I know I probably have to put it ou there to test out the waters but in your experiance us this a good seller for you??


----------



## jean518 (Sep 23, 2009)

It may just be that nobody has seen them. They can also be put on other things besides cars. I have put them on glass and Tervis tumblers. They can be put on most any substrate that you can put decals on. Smooth non porous surfaces work.


----------



## dhearn (Aug 22, 2008)

They sell! I just got done doing 40 of them for a cheer leading squad.


----------



## 2STRONG (Oct 17, 2007)

Yeah I think I got a good shot. I have 3 kids in sports one in flag football, one in tackle football and one in cheer. Just. I want to mak a sample today if possibble


----------



## jean518 (Sep 23, 2009)

Do you have the decal material? There is a special material that is used to make them.


----------



## dan-ann (Oct 25, 2007)

Jean where are you getting your tervis tumblers . I need to do some dog troys and they would be great with decals on them


----------



## jean518 (Sep 23, 2009)

I have an account with them. I will pm you shortly.


----------



## epichouse (Sep 30, 2008)

It really depends on the demographics of your country. For mine, the time and effort that is put into getting a custom rhinestone done onto a t-shirt is not worth the money that you will be getting.

Once I started a premium retail brand for rhinestone caps with swarovski crystal, sold each cap for like 80 bucks. Sold all in the end but I realised I make more in silk-screen printing alone. 

IMHO!


----------



## 2STRONG (Oct 17, 2007)

Jean. I have one sheet of stickon to test. 
Also this might be a dum. Question but what is a tumbler ? Lol sorry


----------



## jean518 (Sep 23, 2009)

It is a glass basically. The Tervis tumblers are double walled and have a lifetime warranty. Check out the website tervis.com. I guess you could call them an upscale go cup. They come in different sizes, colors, and have handles as an option, lids, and straws. All are ala carte items so you can make you own color combinations for teams, etc.


----------



## 2STRONG (Oct 17, 2007)

Oh I think starbucks sells them.


----------



## Lin77 (Feb 17, 2011)

You can turn a profit with them, but it's hard getting people to realize that they cost you almost as much to make as a shirt, but with more effort. It took me quite awhile to get people here to realize that they actually take time to make. And of course now they are available at the dollar stores so people really don't get it.


----------



## jean518 (Sep 23, 2009)

The dollar store ones are cheap rhinestones. You have to sell the custom angle. Team etc.


----------



## 2STRONG (Oct 17, 2007)

wow at the dollar store.. i havent seen that, thats a bummer. and in with jean custom is the way to go. they cant get that for a dollar. i hope. lol i have been looking on ebay and on the net and havnt seem any for a dolllar! hum


----------



## Lin77 (Feb 17, 2011)

Of course they are.
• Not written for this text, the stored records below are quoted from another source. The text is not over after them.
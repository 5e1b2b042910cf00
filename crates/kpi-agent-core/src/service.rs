//! Agent Service: wires validation, the upstream gateway, and the response schema together.

use async_trait::async_trait;
use serde::Serialize;
use serde_json::Value;

use crate::config::GatewayConfig;
use crate::error::AgentResult;
use crate::request::validate_text;
use crate::schema::AgentResponse;
use crate::upstream::UpstreamClient;

/// Anything that can answer a KPI question with a validated response.
#[async_trait]
pub trait AgentBackend: Send + Sync {
    async fn query(&self, question: &str) -> AgentResult<AgentResponse>;
}

/// Terminal result of an ingestion run. `data` is whatever the engine returned.
#[derive(Debug, Clone, PartialEq, Serialize)]
pub struct IngestOutcome {
    pub data: Value,
    pub rows_loaded: Option<u64>,
}

pub struct AgentService {
    config: GatewayConfig,
    client: UpstreamClient,
}

impl AgentService {
    pub fn new(config: GatewayConfig, client: UpstreamClient) -> Self {
        Self { config, client }
    }

    pub fn from_config(config: GatewayConfig) -> AgentResult<Self> {
        let client = UpstreamClient::from_config(&config)?;
        Ok(Self::new(config, client))
    }

    pub fn config(&self) -> &GatewayConfig {
        &self.config
    }

    /// Validate the question, forward it, and check the answer against the schema.
    pub async fn ask(&self, question: &str) -> AgentResult<AgentResponse> {
        let question = validate_text(question)?;
        let envelope = serde_json::json!({ "question": question });
        let body = self.client.send(&self.config.agent_url, Some(&envelope)).await?;
        let response = AgentResponse::from_upstream(body)?;
        tracing::info!(
            has_cac = response.cac.is_some(),
            has_roas = response.roas.is_some(),
            "[AGENT] answer validated"
        );
        Ok(response)
    }

    /// Trigger the one-shot ingestion workflow and wait for its terminal result.
    pub async fn ingest(&self) -> AgentResult<IngestOutcome> {
        let url = self.config.require_ingest_url()?;
        let data = self.client.send(url, None).await?.into_json();
        let rows_loaded = rows_loaded(&data);
        tracing::info!(rows_loaded = ?rows_loaded, "[INGEST] workflow finished");
        Ok(IngestOutcome { data, rows_loaded })
    }
}

#[async_trait]
impl AgentBackend for AgentService {
    async fn query(&self, question: &str) -> AgentResult<AgentResponse> {
        self.ask(question).await
    }
}

/// Row count reported by the ingestion workflow, wherever it put it.
///
/// Looks at `rows_loaded`, `loaded`, then `metrics.rows_loaded`; the first non-null
/// candidate wins. Non-negative integers and numeric strings are accepted.
pub fn rows_loaded(data: &Value) -> Option<u64> {
    let candidate = [
        data.get("rows_loaded"),
        data.get("loaded"),
        data.get("metrics").and_then(|m| m.get("rows_loaded")),
    ]
    .into_iter()
    .flatten()
    .find(|v| !v.is_null())?;

    match candidate {
        Value::Number(n) => n
            .as_u64()
            .or_else(|| n.as_f64().filter(|f| f.fract() == 0.0 && *f >= 0.0).map(|f| f as u64)),
        Value::String(s) => s.trim().parse::<u64>().ok(),
        _ => None,
    }
}

#[cfg(test)]
mod tests {
    use super::*;
    use crate::config::BasicCredential;
    use crate::error::AgentError;
    use axum::{routing::post, Json, Router};
    use serde_json::json;
    use std::sync::atomic::{AtomicUsize, Ordering};
    use std::sync::Arc;
    use std::time::Duration;

    async fn spawn(app: Router) -> String {
        let listener = tokio::net::TcpListener::bind("127.0.0.1:0").await.unwrap();
        let addr = listener.local_addr().unwrap();
        tokio::spawn(async move {
            axum::serve(listener, app).await.unwrap();
        });
        format!("http://{}", addr)
    }

    fn service(agent_url: String, ingest_url: Option<String>) -> AgentService {
        let credential = BasicCredential::new("user", "pass");
        let config = GatewayConfig {
            agent_url,
            ingest_url,
            credential: credential.clone(),
            timeout: Duration::from_secs(2),
            bind_addr: "127.0.0.1:0".to_string(),
        };
        AgentService::new(config, UpstreamClient::new(&credential, Duration::from_secs(2)).unwrap())
    }

    #[tokio::test]
    async fn ask_forwards_trimmed_question_and_validates() {
        let app = Router::new().route(
            "/agent",
            post(|Json(body): Json<Value>| async move {
                Json(json!({
                    "question": body["question"],
                    "cac": { "current": "29.986837" }
                }))
            }),
        );
        let base = spawn(app).await;
        let svc = service(format!("{}/agent", base), None);

        let r = svc.ask("  CAC for June?  ").await.unwrap();
        assert_eq!(r.question.as_deref(), Some("CAC for June?"));
        assert_eq!(r.cac.unwrap().previous, "");
    }

    #[tokio::test]
    async fn blank_question_never_reaches_upstream() {
        let hits = Arc::new(AtomicUsize::new(0));
        let counter = Arc::clone(&hits);
        let app = Router::new().route(
            "/agent",
            post(move || {
                let counter = Arc::clone(&counter);
                async move {
                    counter.fetch_add(1, Ordering::SeqCst);
                    Json(json!({}))
                }
            }),
        );
        let base = spawn(app).await;
        let svc = service(format!("{}/agent", base), None);

        let err = svc.ask("   ").await.unwrap_err();
        assert!(matches!(err, AgentError::Validation(_)));
        assert_eq!(hits.load(Ordering::SeqCst), 0);
    }

    #[tokio::test]
    async fn schema_mismatch_is_reported() {
        let app = Router::new().route(
            "/agent",
            post(|| async { Json(json!({ "roas": { "current": 3.3 } })) }),
        );
        let base = spawn(app).await;
        let svc = service(format!("{}/agent", base), None);
        let err = svc.ask("roas?").await.unwrap_err();
        assert!(matches!(err, AgentError::SchemaViolation(_)));
    }

    #[tokio::test]
    async fn ingest_requires_configured_url() {
        let svc = service("http://127.0.0.1:9/agent".to_string(), None);
        let err = svc.ingest().await.unwrap_err();
        assert!(matches!(err, AgentError::Configuration(_)));
    }

    #[tokio::test]
    async fn ingest_returns_opaque_data_and_row_count() {
        let app = Router::new().route(
            "/ingest",
            post(|| async { Json(json!({ "metrics": { "rows_loaded": 1200 }, "status": "done" })) }),
        );
        let base = spawn(app).await;
        let svc = service("http://127.0.0.1:9/agent".to_string(), Some(format!("{}/ingest", base)));
        let out = svc.ingest().await.unwrap();
        assert_eq!(out.rows_loaded, Some(1200));
        assert_eq!(out.data["status"], "done");
    }

    #[test]
    fn rows_loaded_reads_defensively() {
        assert_eq!(rows_loaded(&json!({ "rows_loaded": 10, "loaded": 3 })), Some(10));
        assert_eq!(rows_loaded(&json!({ "rows_loaded": null, "loaded": 3 })), Some(3));
        assert_eq!(rows_loaded(&json!({ "loaded": "77" })), Some(77));
        assert_eq!(rows_loaded(&json!({ "metrics": { "rows_loaded": 5.0 } })), Some(5));
        assert_eq!(rows_loaded(&json!({ "rows_loaded": "many" })), None);
        assert_eq!(rows_loaded(&json!({ "rows_loaded": -1 })), None);
        assert_eq!(rows_loaded(&json!("plain text")), None);
        assert_eq!(rows_loaded(&json!([1, 2])), None);
    }
}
But as far as most people are concerned, a rhinestone is a rhinestone. I don't find that I sell any more customs than I do normal designs really unless I'm doing a school fundraiser or something like that.


----------



## AldenMediaGroup (May 3, 2011)

People will only argue your price if you present your product as being cheap. You can buy tools at the dollar store but for people who care about the quality of their tools they would never use that as an argument. 

Person: "They sell these at the dollar store"

You: "So why are you standing at my booth go buy it at the dollar store. Oh wait you can't get them the way you want there you only have the selection they provide in the colors they do. Would you like to place an order? if not can you move aside so the person behind you wish cash in hand can buy my premium product while you shop at the dollar store." 

If you dont believe in your product nobody else will. You also have to position yourself at events with the right clients. If you are at an event where people are looking for deals and cheap stuff you will get the dollar store crowd. If you go somewhere that has custom crafts or other premium products where people expect to spend money you will get the crowd who wont question your price because they wouldnt be caught dead shopping at the dollar store.


----------



## 2STRONG (Oct 17, 2007)

evean if they did know the difference, i still buy my batteries from the dollar store even though the name barnds are better or so they say lol.. 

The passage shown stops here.